21 novembre 2024
faut s'adapter

Démocratie néolibérale

À propos de l’ouvrage «Il faut s’adapter»: Sur un nouvel impératif politique de Barbara Stiegler, éditions Gallimard, 336 pages, 35 francs ISBN 978-2-072-75749-5

Paru dans le supplément INDICES de l’Agefi, mars 2020.

La philosophe Barbara Stiegler revient sur le colloque organisé à Paris en 1938 par le penseur Walter Lippmann véritable promoteur de la pensée néolibérale. Où «deux points de vue s’affrontent, l’un (Lippmann) prétendant l’indépassabilité d’un gouvernement des experts et des leaders aptes à fixer un cap à atteindre, l’autre (Dewey) défendant l’idée que l’expérimentation démocratique ne saurait être dirigée tant elle est “buissonnante”».

Contrairement à ce que l’on pense généralement, le néolibéralisme n’a rien à voir avec l’idée ancienne d’un libéralisme débridé où l’État n’aurait pas son mot à dire. Au contraire, soutient Barbara Stiegler, il s’agit pour les nouveaux libéraux – les néolibéraux – qui ont marqué la pensée libérale lors du colloque Lippmann en 1938, soit près de dix années après la grande crise économique du siècle dernier, de sortir de cette idée ancienne, autrement dit, de cette vision «naturaliste» marquée par le laisser-faire. Ce que prônent les néolibéraux, au contraire, revient à considérer le rôle de l’État comme étant primordial. Ainsi, à la vision «naturaliste» marquée par le laisser-faire, Barbara Stiegler oppose, pour marquer le mouvement néolibéral, une vision «artificialiste», puisque celui-ci, en effet, en appelle «aux artifices de l’État (droit, éducation, protection sociale) afin de transformer l’espèce humaine et construire ainsi artificiellement le marché: une biopolitique en quelque sorte».

Le terme «biopolitique» – c’est-à-dire l’hybridation du politique et du biologique – a été proposé par le philosophe Michel Foucault dans ses cours au Collège de France sur le néolibéralisme à l’orée des années mille neuf cent quatre-vingt. Ce faisant, signale Stiegler, Foucault n’avait pas pris en compte le caractère «artificialiste» du phénomène, d’où l’intérêt de reprendre à nouveaux frais la réflexion sur ce sujet.
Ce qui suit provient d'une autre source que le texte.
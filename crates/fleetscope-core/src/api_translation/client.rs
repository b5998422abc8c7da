//! Translation from wire structs to the snapshot model.

use crate::api_translation::interfaces::{
    ApiClient, ApiClientLabel, ApiNetworkAddress, ApiNetworkInterface, ApiUser, ApiVolume,
};
use crate::api_translation::primitive::{
    decode_packed_bytes, ipv4_string, ipv6_string, mac_string, parse_micros_timestamp,
    parse_optional_micros, parse_optional_u64,
};
use crate::errors::{ClientHistoryError, Result};
use crate::model::{
    AddressKind, AgentInfo, ClientLabel, ClientSnapshot, KnowledgeBase, NetworkAddress,
    NetworkInterface, OsInfo, StorageVolume, User,
};

/// Deserialize one wire client from raw response bytes.
///
/// # Errors
///
/// Returns `Serialization` when the bytes are not valid JSON for the wire
/// schema. Unknown fields are ignored, not errors.
pub fn parse_api_client(bytes: &[u8]) -> Result<ApiClient> {
    Ok(serde_json::from_slice(bytes)?)
}

/// Translate a wire client into a [`ClientSnapshot`].
///
/// `clientId` and `age` are required; everything else degrades to absence
/// when missing. Addresses whose packed bytes do not match their declared
/// family, and addresses of unknown family, are dropped rather than
/// surfaced as malformed values.
///
/// # Errors
///
/// - `MissingField` — `clientId` or `age` absent or empty
/// - `InvalidTimestamp` — a present timestamp fails to parse
/// - `InvalidNumber` — a present stringified integer fails to parse
pub fn translate_client(api: &ApiClient) -> Result<ClientSnapshot> {
    let client_id = api
        .client_id
        .as_deref()
        .filter(|id| !id.is_empty())
        .ok_or(ClientHistoryError::MissingField { field: "clientId" })?;
    let age_raw = api
        .age
        .as_deref()
        .filter(|age| !age.is_empty())
        .ok_or(ClientHistoryError::MissingField { field: "age" })?;

    let mut snapshot = ClientSnapshot::new(client_id, parse_micros_timestamp(age_raw)?);

    if let Some(kb) = &api.knowledge_base {
        snapshot.knowledge_base = KnowledgeBase {
            fqdn: kb.fqdn.clone(),
            os: kb.os.clone(),
            os_major_version: kb.os_major_version,
            os_minor_version: kb.os_minor_version,
        };
        if let Some(users) = &kb.users {
            snapshot.users = users
                .iter()
                .map(translate_user)
                .collect::<Result<Vec<User>>>()?;
        }
    }

    if let Some(os) = &api.os_info {
        snapshot.os_info = OsInfo {
            system: os.system.clone(),
            node: os.node.clone(),
            release: os.release.clone(),
            version: os.version.clone(),
            machine: os.machine.clone(),
            kernel: os.kernel.clone(),
            install_date: parse_optional_micros(os.install_date.as_deref())?,
            libc_version: os.libc_ver.clone(),
            architecture: os.architecture.clone(),
        };
    }

    if let Some(agent) = &api.agent_info {
        snapshot.agent_info = AgentInfo {
            name: agent.client_name.clone(),
            version: agent.client_version,
            revision: agent.revision,
            build_time: agent.build_time.clone(),
            binary_name: agent.client_binary_name.clone(),
            description: agent.client_description.clone(),
        };
    }

    if let Some(interfaces) = &api.interfaces {
        snapshot.interfaces = interfaces.iter().map(translate_interface).collect();
    }

    if let Some(volumes) = &api.volumes {
        snapshot.volumes = volumes
            .iter()
            .map(translate_volume)
            .collect::<Result<Vec<StorageVolume>>>()?;
    }

    snapshot.memory_size = parse_optional_u64("memorySize", api.memory_size.as_deref())?;

    if let Some(labels) = &api.labels {
        snapshot.labels = labels.iter().map(translate_label).collect();
    }

    snapshot.first_seen_at = parse_optional_micros(api.first_seen_at.as_deref())?;
    snapshot.last_seen_at = parse_optional_micros(api.last_seen_at.as_deref())?;
    snapshot.last_booted_at = parse_optional_micros(api.last_booted_at.as_deref())?;
    snapshot.last_clock = parse_optional_micros(api.last_clock.as_deref())?;

    Ok(snapshot)
}

fn translate_user(api: &ApiUser) -> Result<User> {
    Ok(User {
        username: api.username.clone().unwrap_or_default(),
        last_logon: parse_optional_micros(api.last_logon.as_deref())?,
        full_name: api.full_name.clone(),
        home_directory: api.homedir.clone(),
        uid: api.uid,
        gid: api.gid,
        shell: api.shell.clone(),
    })
}

fn translate_address(api: &ApiNetworkAddress) -> Option<NetworkAddress> {
    let bytes = decode_packed_bytes(api.packed_bytes.as_deref());
    match api.address_type.as_deref() {
        Some("INET") => ipv4_string(&bytes).map(|address| NetworkAddress {
            kind: AddressKind::Ipv4,
            address,
        }),
        Some("INET6") => ipv6_string(&bytes).map(|address| NetworkAddress {
            kind: AddressKind::Ipv6,
            address,
        }),
        _ => None,
    }
}

fn translate_interface(api: &ApiNetworkInterface) -> NetworkInterface {
    let mac_bytes = decode_packed_bytes(api.mac_address.as_deref());
    NetworkInterface {
        interface_name: api.interface_name.clone().unwrap_or_default(),
        mac_address: mac_string(&mac_bytes).unwrap_or_default(),
        addresses: api
            .addresses
            .as_deref()
            .unwrap_or_default()
            .iter()
            .filter_map(translate_address)
            .collect(),
    }
}

fn translate_volume(api: &ApiVolume) -> Result<StorageVolume> {
    Ok(StorageVolume {
        name: api.name.clone().unwrap_or_default(),
        device_path: api.device_path.clone(),
        filesystem_type: api.file_system_type.clone(),
        total_size: parse_optional_u64("totalSize", api.total_size.as_deref())?,
        bytes_per_sector: parse_optional_u64("bytesPerSector", api.bytes_per_sector.as_deref())?,
        free_space: parse_optional_u64("freeSpace", api.free_space.as_deref())?,
        created_at: parse_optional_micros(api.creation_time.as_deref())?,
    })
}

fn translate_label(api: &ApiClientLabel) -> ClientLabel {
    ClientLabel {
        owner: api.owner.clone().unwrap_or_default(),
        name: api.name.clone().unwrap_or_default(),
    }
}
À partir de la pensée de Walter Lippmann dont le maître-mot est l’adaptation, la philosophe va entreprendre une généalogie de cet impératif – «il faut s’adapter!» – qui s’est insinué dans tous les recoins de nos institutions et de nos vies. «La généalogie de cet impératif, précise l’auteure, nous conduit dans les années 1930 aux sources d’une pensée politique, puissante et structurée, qui propose un récit très articulé sur le retard de l’espèce humaine par rapport à son environnement et sur son avenir. Elle a reçu le nom de “néolibéralisme” (…)». Néo, car contrairement à l’ancien libéralisme qui comptait sur la libre régulation du marché pour stabiliser l’ordre des choses, le nouveau en appelle, rappelons-le, aux artifices de l’État.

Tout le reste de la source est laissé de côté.